Their theme: “We're asking you to give a little back to the unpaid writers who built the Huffington Post.”

But they're not the only ones teed off. Journalism as a way to make your living has taken a beating.

“The impact of AOL's $315m acquisition on the new-media landscape will push more journalists more deeply into the tragically expanding low-wage sector of our increasingly brutal economy”, David Carr wrote in the New York Times.

“That will hurt not only the people who gather and edit the news but also readers and viewers.”

Tim Rutten says acidly of Huffpo in the Los Angeles Times: "Picture a galley rowed by slaves and commanded by pirates. "

HuffPo spokesperson Mario Ruiz says they agree with journalists being paid for their work. “It’s why HuffPost has 143 editors, writers, and reporters on our edit team.”

She admits though: “While we pay them, we don't pay for the opinion pieces submitted by our thousands of bloggers.

“People blog on HuffPost for free for the same reason they go on cable TV shows every night for free – because they are passionate about their ideas, and want them to be heard by the largest possible audience. Our bloggers can choose to write for HuffPost – or not.”

Ruiz insists: “It’s both wrong and offensive to insist that HuffPost is exploiting journalists.”

Simon Dumenco, the ‘Media Guy’ columnist in Ad Age, doesn't see it that way. He has long been critical of - and cynical about - HuffPo. In June 2008, he wrote about HuffPo blogger Mayhill Fowler who famously recorded Barack Obama's remarks about “bitter” working-class voters “who cling to guns or religion”.

She got the OK to post her unpaid world exclusive from Arianna herself - who was vacationing on a yacht in Tahiti. The L.A. Times reported, “Huffington gave her assent.”

Dumenco's reaction then: “Ha! When the Huffington Post eventually sells, Fowler and the other industrious HuffPo bloggers sure aren't gonna get yachting vacations in Tahiti out of the deal.”

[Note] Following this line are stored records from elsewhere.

mod common;

use std::sync::Arc;

use axum::http::StatusCode;
use common::CountingBackend;
use redirect_api::utils::id_codec::encode_id;
use serde_json::json;

fn upsert_body() -> serde_json::Value {
    json!({ "from": "/economy/old-path", "to": "/economy/new-path" })
}

fn upsert_path() -> String {
    format!("/v1/redirects/{}", encode_id("/economy/old-path"))
}

#[tokio::test]
async fn test_put_without_token_is_unauthorized() {
    let backend = Arc::new(CountingBackend::new());
    let server = common::server_with_auth(common::create_test_state(backend.clone()));

    let response = server.put(&upsert_path()).json(&upsert_body()).await;

    response.assert_status(StatusCode::UNAUTHORIZED);
    assert_eq!(backend.total_calls(), 0);
}

#[tokio::test]
async fn test_put_with_unknown_token_is_unauthorized() {
    let backend = Arc::new(CountingBackend::new());
    let server = common::server_with_auth(common::create_test_state(backend));

    let response = server
        .put(&upsert_path())
        .add_header("Authorization", "Bearer not-a-real-token")
        .json(&upsert_body())
        .await;

    response.assert_status(StatusCode::UNAUTHORIZED);
}

#[tokio::test]
async fn test_put_with_token_lacking_permission_is_forbidden() {
    let backend = Arc::new(CountingBackend::new());
    let server = common::server_with_auth(common::create_test_state(backend));

    let response = server
        .put(&upsert_path())
        .add_header(
            "Authorization",
            format!("Bearer {}", common::READ_ONLY_TOKEN),
        )
        .json(&upsert_body())
        .await;

    response.assert_status(StatusCode::FORBIDDEN);
}

#[tokio::test]
async fn test_put_with_edit_token_succeeds() {
    let backend = Arc::new(CountingBackend::new());
    let server = common::server_with_auth(common::create_test_state(backend));

    let response = server
        .put(&upsert_path())
        .add_header("Authorization", format!("Bearer {}", common::EDIT_TOKEN))
        .json(&upsert_body())
        .await;

    response.assert_status(StatusCode::CREATED);
}

#[tokio::test]
async fn test_delete_without_token_is_unauthorized() {
    let backend = Arc::new(CountingBackend::new());
    backend.seed("/economy/old-path", "/economy/new-path").await;

    let server = common::server_with_auth(common::create_test_state(backend.clone()));

    let response = server.delete(&upsert_path()).await;

    response.assert_status(StatusCode::UNAUTHORIZED);
    assert_eq!(backend.total_calls(), 0);
}

#[tokio::test]
async fn test_delete_with_edit_token_succeeds() {
    let backend = Arc::new(CountingBackend::new());
    backend.seed("/economy/old-path", "/economy/new-path").await;

    let server = common::server_with_auth(common::create_test_state(backend));

    let response = server
        .delete(&upsert_path())
        .add_header("Authorization", format!("Bearer {}", common::EDIT_TOKEN))
        .await;

    response.assert_status(StatusCode::NO_CONTENT);
}

#[tokio::test]
async fn test_reads_require_no_token() {
    let backend = Arc::new(CountingBackend::new());
    backend.seed("/economy/old-path", "/economy/new-path").await;

    let server = common::server_with_auth(common::create_test_state(backend));

    server.get("/v1/redirects").await.assert_status_ok();
    server.get(&upsert_path()).await.assert_status_ok();
}
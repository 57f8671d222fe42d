//! HTTP request handlers for API endpoints.

pub mod health;
pub mod redirects;

pub use health::health_handler;
pub use redirects::{
    delete_redirect_handler, get_redirect_handler, list_redirects_handler, upsert_redirect_handler,
};
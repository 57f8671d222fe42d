//! Domain layer containing the redirect resource model.
//!
//! The domain is deliberately small: a redirect is a `from` → `to` path
//! mapping whose identity is derived from `from`, and a page is a
//! response-only aggregate over a backend scan. Nothing here touches the
//! backend; data access contracts live in
//! [`crate::infrastructure::backend`] and orchestration in
//! [`crate::application::services`].

pub mod entities;
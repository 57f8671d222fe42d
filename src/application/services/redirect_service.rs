//! Resource-level access to the redirect store.

use std::sync::Arc;

use crate::infrastructure::backend::{BackendResult, RedirectBackend, ScanPage};

/// Thin façade translating redirect-resource operations into key-value
/// operations on the backend.
///
/// The service owns all key-value interaction; handlers own the
/// request/response lifecycle only. Nothing is cached or held across
/// requests — every call goes to the backend.
pub struct RedirectService {
    backend: Arc<dyn RedirectBackend>,
}

impl RedirectService {
    /// Creates a new redirect service over the given backend.
    pub fn new(backend: Arc<dyn RedirectBackend>) -> Self {
        Self { backend }
    }

    /// Fetches the destination stored for `from`.
    ///
    /// # Errors
    ///
    /// [`crate::infrastructure::backend::BackendError::NotFound`] when no
    /// redirect exists for `from`; other variants for store failures.
    pub async fn get_redirect(&self, from: &str) -> BackendResult<String> {
        self.backend.get(from).await
    }

    /// Unconditionally writes the `from` → `to` mapping.
    ///
    /// The backend's set operation cannot report create-vs-overwrite, so
    /// callers that need the distinction must probe with
    /// [`Self::get_redirect`] first. The probe-then-write sequence is not
    /// atomic: two concurrent upserts to the same key can both observe
    /// "absent" and both report a create, or one write can clobber the
    /// other. This is an accepted trade-off, not an invariant.
    pub async fn upsert_redirect(&self, from: &str, to: &str) -> BackendResult<()> {
        self.backend.set(from, to).await
    }

    /// Removes the redirect stored for `from`.
    ///
    /// # Errors
    ///
    /// [`crate::infrastructure::backend::BackendError::NotFound`] when no
    /// redirect exists for `from`.
    pub async fn delete_redirect(&self, from: &str) -> BackendResult<()> {
        self.backend.delete(from).await
    }

    /// Performs one scan step over stored redirects.
    ///
    /// A single call can return fewer than `count` pairs while more remain;
    /// full enumeration requires re-issuing with the returned cursor until
    /// it comes back as `0`.
    pub async fn list_redirects(&self, count: i64, cursor: u64) -> BackendResult<ScanPage> {
        self.backend.scan(count, cursor).await
    }

    /// Counts all stored redirects.
    ///
    /// Computed independently of any scan; under concurrent writes it can
    /// disagree with the number of items obtainable by full pagination.
    /// Best-effort metric only.
    pub async fn total_count(&self) -> BackendResult<i64> {
        self.backend.count_all().await
    }

    /// Checks whether the backing store is reachable.
    pub async fn health_check(&self) -> bool {
        self.backend.health_check().await
    }
}
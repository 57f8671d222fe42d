//! Backend trait and error types.

use async_trait::async_trait;
use std::collections::HashMap;

/// Errors that can occur during backend operations.
#[derive(Debug, thiserror::Error)]
pub enum BackendError {
    /// The backend reports the key is absent. This is the only backend
    /// failure handlers are allowed to act on; everything else surfaces as
    /// an internal error.
    #[error("key {0} not found")]
    NotFound(String),

    #[error("backend connection error: {0}")]
    Connection(String),

    #[error("backend operation error: {0}")]
    Operation(String),
}

impl BackendError {
    /// Returns true when the error means "the key is absent".
    pub fn is_not_found(&self) -> bool {
        matches!(self, Self::NotFound(_))
    }
}

/// Result type for backend operations.
pub type BackendResult<T> = Result<T, BackendError>;

/// One step of a cursor scan over the backend keyspace.
///
/// A cursor of `0` in `next_cursor` means the scan is exhausted. Exhaustion
/// is not "all keys seen in one call": a step can legitimately return fewer
/// than the requested count (even zero) while more keys remain; callers must
/// re-issue the scan with the returned cursor for full enumeration.
#[derive(Debug, Default)]
pub struct ScanPage {
    /// Unordered `from` → `to` pairs collected during this step.
    pub pairs: HashMap<String, String>,
    /// Continuation token for the next step; `0` terminates.
    pub next_cursor: u64,
}

/// Capability trait for the key-value store holding redirect mappings.
///
/// Implementations must be thread-safe. Each method maps to a single store
/// call; no implementation performs multi-call sequences, so the store's own
/// per-call atomicity is the only atomicity callers can rely on.
///
/// # Implementations
///
/// - [`crate::infrastructure::backend::RedisBackend`] - Redis over a managed connection
/// - [`crate::infrastructure::backend::MemoryBackend`] - In-memory map with cursor emulation
#[cfg_attr(test, mockall::automock)]
#[async_trait]
pub trait RedirectBackend: Send + Sync {
    /// Fetches the value stored under `key`.
    ///
    /// # Errors
    ///
    /// [`BackendError::NotFound`] when the key is absent; other variants for
    /// store failures.
    async fn get(&self, key: &str) -> BackendResult<String>;

    /// Unconditionally stores `value` under `key`.
    ///
    /// The store does not report whether the write created or overwrote;
    /// callers needing that distinction must probe first.
    async fn set(&self, key: &str, value: &str) -> BackendResult<()>;

    /// Removes `key`.
    ///
    /// # Errors
    ///
    /// [`BackendError::NotFound`] when the key was absent.
    async fn delete(&self, key: &str) -> BackendResult<()>;

    /// Performs one cursor-scan step returning at most roughly `count`
    /// key-value pairs. `cursor` is `0` to start or a token from a previous
    /// step to continue.
    async fn scan(&self, count: i64, cursor: u64) -> BackendResult<ScanPage>;

    /// Counts all keys in the store. Independent of any in-flight scan and
    /// not consistent with it under concurrent writes.
    async fn count_all(&self) -> BackendResult<i64>;

    /// Checks whether the store is reachable.
    async fn health_check(&self) -> bool;
}
//! In-memory store implementation.

use super::service::{BackendError, BackendResult, RedirectBackend, ScanPage};
use async_trait::async_trait;
use std::collections::BTreeMap;
use tokio::sync::RwLock;
use tracing::debug;

/// Fallback count applied when a scan is requested with a non-positive
/// count, mirroring Redis behavior when the COUNT argument is omitted.
const DEFAULT_SCAN_COUNT: i64 = 10;

/// An in-memory implementation of the redirect store.
///
/// Used by the test suite and as a development fallback when no Redis
/// address is configured. Data does not survive a restart.
///
/// Cursor emulation: keys are held in an ordered map and the cursor is the
/// index of the next key to visit. A returned cursor of `0` means the scan
/// is exhausted, matching the backend contract. Like a real cursor scan,
/// enumeration is only stable in the absence of concurrent writes.
#[derive(Default)]
pub struct MemoryBackend {
    entries: RwLock<BTreeMap<String, String>>,
}

impl MemoryBackend {
    /// Creates an empty in-memory store.
    pub fn new() -> Self {
        debug!("Using MemoryBackend (data is not persisted)");
        Self::default()
    }
}

#[async_trait]
impl RedirectBackend for MemoryBackend {
    async fn get(&self, key: &str) -> BackendResult<String> {
        self.entries
            .read()
            .await
            .get(key)
            .cloned()
            .ok_or_else(|| BackendError::NotFound(key.to_string()))
    }

    async fn set(&self, key: &str, value: &str) -> BackendResult<()> {
        self.entries
            .write()
            .await
            .insert(key.to_string(), value.to_string());
        Ok(())
    }

    async fn delete(&self, key: &str) -> BackendResult<()> {
        match self.entries.write().await.remove(key) {
            Some(_) => Ok(()),
            None => Err(BackendError::NotFound(key.to_string())),
        }
    }

    async fn scan(&self, count: i64, cursor: u64) -> BackendResult<ScanPage> {
        let entries = self.entries.read().await;

        let take = if count > 0 {
            count as usize
        } else {
            DEFAULT_SCAN_COUNT as usize
        };
        let start = cursor as usize;

        let mut page = ScanPage::default();
        for (key, value) in entries.iter().skip(start).take(take) {
            page.pairs.insert(key.clone(), value.clone());
        }

        let next = start.saturating_add(take);
        page.next_cursor = if next >= entries.len() { 0 } else { next as u64 };

        Ok(page)
    }

    async fn count_all(&self) -> BackendResult<i64> {
        Ok(self.entries.read().await.len() as i64)
    }

    async fn health_check(&self) -> bool {
        true
    }
}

This week he wrote: “I have to say it's been a bit surreal for me to watch the recent pile-on regarding AOL's $315m acquisition of The Huffington Post… Geez, what took everybody so long?”

“Why, in 2011, are so many people suddenly agreeing with me? I think HuffPo has just pushed its luck one too many times not only with its anti-journalistic practices, but with its audience.”

David Carr says the funny thing about all these frothy millions and billions piling up in Facebook and Twitter valuations and now on HuffPo is simply that “most of the value was created by people working free”.

“The Huffington Post, social networks and traditional media may all seem like different animals, but as advertising flows toward social and amateur media, low-cost and no-cost content is becoming the norm.

“For those of us who make a living typing, it’s all very scary, of course. There is a growing perception that content is a commodity, and one that can be had for the price of zero.”

Carr says old-line media companies are not only forced to compete with the currency and sexiness of social media, but are also burdened by a cost structure for professionally produced content. “They are left at a profound disadvantage.”

Anthony De Rosa, a product manager at Reuters, says: “The technology of a lot of these sites is very seductive, and it lulls you into contributing. We are being played for suckers to feed the beast, to create content that ends up creating value for others.”

Facebook is composed of half a billion user profiles. It is both a media site and a social network. All the content is provided free of charge.

David Carr sums it all up in one brilliant sentence: “This new generation of content companies have created the equivalent of a refrigerator that manufactures and consumes its own food.”

Huffpost blogger Mayhill Fowler - she of the Obama exclusive - says today: “I really don’t care that Arianna made all that money. More power to her. The original premise was not that we would get paid, so I didn’t expect to.

“But after the election and the fact that they nominated my work for a Pulitzer, I thought that might change. I talked to Arianna about getting paid for my work, and she strung me along for two years and then it never happened.”